//! Modal form collecting placeholder values for a document template.
//!
//! SYSTEM CONTEXT
//! ==============
//! Rendered while `DocumentFillState` has an open episode. Submitting runs the
//! generation request; success appends a `document_generated` message to the
//! transcript and closes the form, failure keeps it open with the error.

#[cfg(test)]
#[path = "document_fill_modal_test.rs"]
mod document_fill_modal_test;

use leptos::prelude::*;

use crate::config::WidgetConfig;
use crate::net::api;
use crate::net::types::Placeholder;
use crate::state::chat::ChatState;
use crate::state::document::DocumentFillState;

const NO_PLACEHOLDERS_TEXT: &str =
    "No specific placeholders found for this document type. Proceeding with general generation.";

/// DOM id for a form field.
///
/// Placeholder names come straight from template brackets and may hold
/// spaces or punctuation; anything outside `[A-Za-z0-9_-]` becomes `_`, and
/// the field index keeps ids unique after that folding.
fn field_dom_id(index: usize, name: &str) -> String {
    let slug: String = name
        .chars()
        .map(|c| if c.is_ascii_alphanumeric() || c == '_' || c == '-' { c } else { '_' })
        .collect();
    format!("document-field-{index}-{slug}")
}

/// Document-fill modal. Escape, the close button and Cancel all discard the form.
#[component]
pub fn DocumentFillModal() -> impl IntoView {
    let chat = expect_context::<RwSignal<ChatState>>();
    let document = expect_context::<RwSignal<DocumentFillState>>();
    let config = expect_context::<WidgetConfig>();
    let base_url = StoredValue::new(config.api_base_url);

    // Only changes when a new episode opens, so typing does not rebuild the inputs.
    let fields = Memo::new(move |_| {
        document.with(|d| d.episode().map(|e| (e.id, e.placeholders.clone())))
    });

    let on_cancel = Callback::new(move |()| document.update(DocumentFillState::cancel));

    let on_keydown = move |ev: leptos::ev::KeyboardEvent| {
        if ev.key() == "Escape" {
            ev.prevent_default();
            on_cancel.run(());
        }
    };

    let on_submit = move |ev: leptos::ev::SubmitEvent| {
        ev.prevent_default();
        let Some((episode_id, request)) = document.try_update(DocumentFillState::begin_generate).flatten() else {
            return;
        };
        let base_url = base_url.get_value();
        leptos::task::spawn_local(async move {
            let result = api::generate_document(&base_url, &request).await;
            if let Some(reply) = document.try_update(|d| d.complete_generate(episode_id, result)).flatten() {
                chat.update(|c| c.append_generated(reply));
            }
        });
    };

    let title = move || {
        document.with(|d| {
            let doc_type = d.episode().map_or("", |e| e.document_type.as_str());
            format!("Fill Out {doc_type} Template")
        })
    };
    let generating = move || document.with(|d| d.generating);

    view! {
        <Show when=move || document.with(DocumentFillState::is_open)>
            <div class="document-modal__backdrop">
                <div class="document-modal" role="dialog" aria-modal="true" on:keydown=on_keydown tabindex="0">
                    <div class="document-modal__header">
                        <h2 class="document-modal__title">{title}</h2>
                        <button
                            type="button"
                            class="document-modal__close"
                            title="Close"
                            on:click=move |_| on_cancel.run(())
                        >
                            "×"
                        </button>
                    </div>
                    <form class="document-modal__form" on:submit=on_submit>
                        <p class="document-modal__intro">"Please provide the following details:"</p>
                        <div class="document-modal__fields">
                            {move || {
                                let placeholders = fields.get().map(|(_, p)| p).unwrap_or_default();
                                if placeholders.is_empty() {
                                    return view! {
                                        <p class="document-modal__empty">{NO_PLACEHOLDERS_TEXT}</p>
                                    }
                                        .into_any();
                                }
                                placeholders
                                    .into_iter()
                                    .enumerate()
                                    .map(|(index, p)| {
                                        view! { <PlaceholderField index=index placeholder=p document=document/> }
                                    })
                                    .collect::<Vec<_>>()
                                    .into_any()
                            }}
                        </div>

                        {move || {
                            document.with(|d| d.error.clone())
                                .map(|error| view! { <div class="document-modal__error" role="alert">{error}</div> })
                        }}

                        <div class="document-modal__actions">
                            <button type="button" class="btn" on:click=move |_| on_cancel.run(())>
                                "Cancel"
                            </button>
                            <button type="submit" class="btn btn--primary" disabled=generating>
                                {move || if generating() { "Generating..." } else { "Generate Document" }}
                            </button>
                        </div>
                    </form>
                </div>
            </div>
        </Show>
    }
}

/// One required text input bound to a placeholder value.
#[component]
fn PlaceholderField(
    index: usize,
    placeholder: Placeholder,
    document: RwSignal<DocumentFillState>,
) -> impl IntoView {
    let name = StoredValue::new(placeholder.name.clone());
    let label = placeholder.label().to_owned();
    let field_id = field_dom_id(index, &placeholder.name);

    view! {
        <div class="document-modal__field">
            <label class="document-modal__label" for=field_id.clone()>
                {label}
                " "
                <span class="document-modal__required">"*"</span>
            </label>
            <input
                class="document-modal__input"
                type="text"
                id=field_id
                name=placeholder.name
                required=true
                prop:value=move || {
                    document.with(|d| {
                        name.with_value(|n| d.episode().map(|e| e.value(n).to_owned()).unwrap_or_default())
                    })
                }
                on:input=move |ev| {
                    let value = event_target_value(&ev);
                    name.with_value(|n| document.update(|d| d.set_value(n, value)));
                }
            />
        </div>
    }
}
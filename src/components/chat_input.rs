//! Message composer: auto-growing textarea plus Send button.
//!
//! SYSTEM CONTEXT
//! ==============
//! Drives the chat send flow: `ChatState::begin_send` guards and records the
//! user message, the request runs on the local task queue, and
//! `ChatState::complete_send` applies the reply (opening the document form
//! when the server asks for one).

use leptos::prelude::*;

use crate::config::WidgetConfig;
use crate::net::api;
use crate::state::chat::ChatState;
use crate::state::document::DocumentFillState;

/// Grow the textarea to fit its content.
#[cfg(feature = "csr")]
fn fit_to_content(el: &web_sys::HtmlTextAreaElement) {
    let style = el.style();
    let _ = style.set_property("height", "auto");
    let _ = style.set_property("height", &format!("{}px", el.scroll_height()));
}

/// Chat input row. Enter sends; Shift+Enter inserts a newline.
#[component]
pub fn ChatInput() -> impl IntoView {
    let chat = expect_context::<RwSignal<ChatState>>();
    let document = expect_context::<RwSignal<DocumentFillState>>();
    let config = expect_context::<WidgetConfig>();
    let base_url = StoredValue::new(config.api_base_url);

    let input = RwSignal::new(String::new());
    let input_ref = NodeRef::<leptos::html::Textarea>::new();

    Effect::new(move || {
        #[cfg(feature = "csr")]
        {
            if let Some(el) = input_ref.get() {
                let _ = el.focus();
            }
        }
    });

    let do_send = move || {
        let modal_open = document.with_untracked(DocumentFillState::is_open);
        let text = input.get_untracked();
        let Some(question) = chat.try_update(|c| c.begin_send(&text, modal_open)).flatten() else {
            return;
        };
        input.set(String::new());

        #[cfg(feature = "csr")]
        {
            if let Some(el) = input_ref.get_untracked() {
                let _ = el.style().set_property("height", "auto");
            }
        }

        let base_url = base_url.get_value();
        leptos::task::spawn_local(async move {
            let result = api::send_chat(&base_url, &question).await;
            if let Some(prompt) = chat.try_update(|c| c.complete_send(result)).flatten() {
                document.update(|d| d.open(prompt));
            }
        });
    };

    let on_click = move |_| do_send();

    let on_keydown = move |ev: leptos::ev::KeyboardEvent| {
        if ev.key() == "Enter" && !ev.shift_key() {
            ev.prevent_default();
            do_send();
        }
    };

    let busy = move || chat.with(|c| c.loading) || document.with(DocumentFillState::is_open);
    let can_send = move || {
        let modal_open = document.with(DocumentFillState::is_open);
        input.with(|text| chat.with(|c| c.can_send(text, modal_open)))
    };

    view! {
        <div class="chat-input">
            <textarea
                class="chat-input__textarea"
                placeholder="Type your message..."
                rows="1"
                node_ref=input_ref
                disabled=busy
                prop:value=move || input.get()
                on:input=move |ev| {
                    input.set(event_target_value(&ev));
                    #[cfg(feature = "csr")]
                    {
                        if let Some(el) = input_ref.get_untracked() {
                            fit_to_content(&el);
                        }
                    }
                }
                on:keydown=on_keydown
            ></textarea>
            <button class="btn btn--primary chat-input__send" on:click=on_click disabled=move || !can_send()>
                "Send"
            </button>
        </div>
    }
}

* **Work task**: From the data, list each line in which the string "busy" appears.

* **Response area**:
    let busy = move || chat.with(|c| c.loading) || document.with(DocumentFillState::is_open);
                disabled=busy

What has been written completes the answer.